In the context of proposed education policies on evolution, what type of legislation should be avoided? Well, for an example, see HB 258, just filed in Alabama by Representative Steven Hurst. The synopsis reads, in part:
This bill would enable public school teachers who teach kindergarten through 12th grade to include, as a portion of instruction regarding the scientific origins of man and the Earth, instruction regarding the Biblical theory of creation, so long as evolution is also taught. This bill would further allow any teacher who desires to instruct students regarding the Biblical theory of creation to read passages from the Bible in class which he or she deems necessary to propel the instruction forward.
What could go wrong? First, if this bill were to be passed, it would be declared unconstitutional by the courts (Edwards v. Aguillard)! At Discovery Institute, we’re about addressing the scientific evidence regarding evolution. Not bringing sacred texts into the biology classroom.

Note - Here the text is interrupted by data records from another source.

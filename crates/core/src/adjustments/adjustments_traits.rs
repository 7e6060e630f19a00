//! Repository trait for manual per-vehicle adjustments.

use async_trait::async_trait;

use crate::errors::Result;

use super::ManualAdjustment;

#[async_trait]
pub trait ManualAdjustmentRepositoryTrait: Send + Sync {
    /// The vehicle's manual entry, if the operator has saved one.
    fn get_for_vehicle(&self, vehicle_id: &str) -> Result<Option<ManualAdjustment>>;

    /// Insert or overwrite the vehicle's manual entry.
    async fn upsert(&self, adjustment: &ManualAdjustment) -> Result<()>;
}
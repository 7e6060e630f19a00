//! Fleetbooks Core - Domain entities, services, and traits.
//!
//! This crate contains the business logic for the vehicle performance and
//! rent-reconciliation engine. It is database-agnostic and defines traits
//! that are implemented by the `storage-sqlite` crate or supplied by
//! external collaborators (trip ingestion, transaction-history ledger).

pub mod adjustments;
pub mod aggregation;
pub mod constants;
pub mod errors;
pub mod performance;
pub mod periods;
pub mod slabs;
pub mod snapshots;
pub mod transactions;
pub mod trips;

// Re-export common types from the report and snapshot modules
pub use performance::*;
pub use snapshots::*;

// Re-export error types
pub use errors::Error;
pub use errors::Result;
//! Storage-specific error types for SQLite operations.
//!
//! This module provides error types that wrap Diesel-specific errors and
//! convert them to the database-agnostic error types defined in
//! `fleetbooks_core`.

use diesel::result::Error as DieselError;
use thiserror::Error;

use fleetbooks_core::errors::{DatabaseError, Error};

/// Storage-specific errors that wrap Diesel and r2d2 types.
///
/// These errors are internal to the storage layer and are converted to
/// `fleetbooks_core::Error` before being returned to callers.
#[derive(Error, Debug)]
pub enum StorageError {
    #[error("Database connection failed: {0}")]
    ConnectionFailed(#[from] diesel::ConnectionError),

    #[error("Connection pool error: {0}")]
    PoolError(#[from] r2d2::Error),

    #[error("Query execution failed: {0}")]
    QueryFailed(#[from] DieselError),

    #[error("Migration failed: {0}")]
    MigrationFailed(String),

    #[error("Serialization error: {0}")]
    SerializationError(String),
}

impl From<StorageError> for Error {
    fn from(err: StorageError) -> Self {
        match err {
            StorageError::ConnectionFailed(e) => {
                Error::Database(DatabaseError::ConnectionFailed(e.to_string()))
            }
            StorageError::PoolError(e) => {
                Error::Database(DatabaseError::PoolCreationFailed(e.to_string()))
            }
            StorageError::QueryFailed(DieselError::NotFound) => {
                Error::Database(DatabaseError::NotFound("Record not found".to_string()))
            }
            StorageError::QueryFailed(DieselError::DatabaseError(
                diesel::result::DatabaseErrorKind::UniqueViolation,
                info,
            )) => Error::Database(DatabaseError::UniqueViolation(info.message().to_string())),
            StorageError::QueryFailed(DieselError::DatabaseError(
                diesel::result::DatabaseErrorKind::ForeignKeyViolation,
                info,
            )) => Error::Database(DatabaseError::ForeignKeyViolation(
                info.message().to_string(),
            )),
            StorageError::QueryFailed(e) => {
                Error::Database(DatabaseError::QueryFailed(e.to_string()))
            }
            StorageError::MigrationFailed(e) => Error::Database(DatabaseError::MigrationFailed(e)),
            StorageError::SerializationError(e) => Error::Database(DatabaseError::Internal(e)),
        }
    }
}

/// Extension trait for easily converting Diesel Results to core Results.
///
/// This provides a `.into_core()` method on any `Result<T, diesel::result::Error>`
/// which handles the conversion through StorageError.
pub trait IntoCore<T> {
    fn into_core(self) -> fleetbooks_core::Result<T>;
}

impl<T> IntoCore<T> for std::result::Result<T, DieselError> {
    fn into_core(self) -> fleetbooks_core::Result<T> {
        self.map_err(|e| StorageError::from(e).into())
    }
}

impl<T> IntoCore<T> for std::result::Result<T, r2d2::Error> {
    fn into_core(self) -> fleetbooks_core::Result<T> {
        self.map_err(|e| StorageError::from(e).into())
    }
}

Second, constitutional considerations aside, this isn’t a good idea. There are strong scientific reasons to doubt Darwinian evolution. There is controversy in the scientific community about the mechanisms of evolution. Lots to talk about there. Leave the Bible out of it, please.
Sample lesson plan? Why not ask students to review ideas discussed at the November 2016 Royal Society meeting? Not only would that expose curious young people to current thinking on evolution, it also offers the makings of some first-rate science education.
Let’s invite students to grapple with the evidence and think critically. That is, after all, what it means to think like a scientist.